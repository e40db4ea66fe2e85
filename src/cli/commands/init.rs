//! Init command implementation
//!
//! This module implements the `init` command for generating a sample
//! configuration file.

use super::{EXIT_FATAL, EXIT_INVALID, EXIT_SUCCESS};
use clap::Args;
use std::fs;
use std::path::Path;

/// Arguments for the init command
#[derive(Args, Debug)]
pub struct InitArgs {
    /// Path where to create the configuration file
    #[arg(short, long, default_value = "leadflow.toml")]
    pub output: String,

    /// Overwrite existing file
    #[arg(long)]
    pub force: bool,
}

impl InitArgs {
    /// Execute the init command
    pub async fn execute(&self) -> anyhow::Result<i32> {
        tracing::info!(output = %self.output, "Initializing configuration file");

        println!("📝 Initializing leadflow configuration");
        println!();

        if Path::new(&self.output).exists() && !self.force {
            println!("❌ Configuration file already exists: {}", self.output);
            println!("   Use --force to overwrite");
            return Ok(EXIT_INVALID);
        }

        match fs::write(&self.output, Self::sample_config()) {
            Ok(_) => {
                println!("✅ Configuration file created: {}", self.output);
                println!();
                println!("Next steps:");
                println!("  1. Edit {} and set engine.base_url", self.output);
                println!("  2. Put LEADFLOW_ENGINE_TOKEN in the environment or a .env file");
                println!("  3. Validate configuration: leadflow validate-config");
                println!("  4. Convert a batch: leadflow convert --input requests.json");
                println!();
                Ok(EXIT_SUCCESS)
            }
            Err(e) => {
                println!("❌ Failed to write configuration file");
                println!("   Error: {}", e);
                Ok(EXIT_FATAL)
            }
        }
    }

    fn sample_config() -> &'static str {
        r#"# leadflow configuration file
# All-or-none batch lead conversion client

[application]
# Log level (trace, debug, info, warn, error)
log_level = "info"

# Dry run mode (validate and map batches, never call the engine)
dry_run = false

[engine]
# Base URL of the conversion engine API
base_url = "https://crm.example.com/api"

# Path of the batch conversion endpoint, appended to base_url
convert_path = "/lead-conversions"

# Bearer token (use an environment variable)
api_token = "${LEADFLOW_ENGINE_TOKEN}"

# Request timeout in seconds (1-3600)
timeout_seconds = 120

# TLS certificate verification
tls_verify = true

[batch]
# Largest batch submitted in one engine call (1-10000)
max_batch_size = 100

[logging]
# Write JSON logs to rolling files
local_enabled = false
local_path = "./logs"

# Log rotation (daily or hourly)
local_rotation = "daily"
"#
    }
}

* * *

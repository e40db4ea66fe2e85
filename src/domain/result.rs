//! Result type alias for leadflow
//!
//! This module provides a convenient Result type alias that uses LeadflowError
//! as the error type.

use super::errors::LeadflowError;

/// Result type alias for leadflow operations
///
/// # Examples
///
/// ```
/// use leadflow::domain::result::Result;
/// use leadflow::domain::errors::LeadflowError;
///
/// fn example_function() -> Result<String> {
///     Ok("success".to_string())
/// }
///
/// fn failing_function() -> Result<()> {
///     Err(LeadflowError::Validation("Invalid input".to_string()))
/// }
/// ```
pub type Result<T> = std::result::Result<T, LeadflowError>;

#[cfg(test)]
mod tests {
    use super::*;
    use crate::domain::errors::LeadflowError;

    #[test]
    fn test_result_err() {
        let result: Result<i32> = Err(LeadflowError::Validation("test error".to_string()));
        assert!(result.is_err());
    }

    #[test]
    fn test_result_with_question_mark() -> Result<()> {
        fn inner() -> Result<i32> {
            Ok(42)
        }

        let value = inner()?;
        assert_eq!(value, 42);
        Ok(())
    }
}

## Exercise goal
Scan the listing and copy every line where the string "logs" shows up.

## Result
# Write JSON logs to rolling files
local_path = "./logs"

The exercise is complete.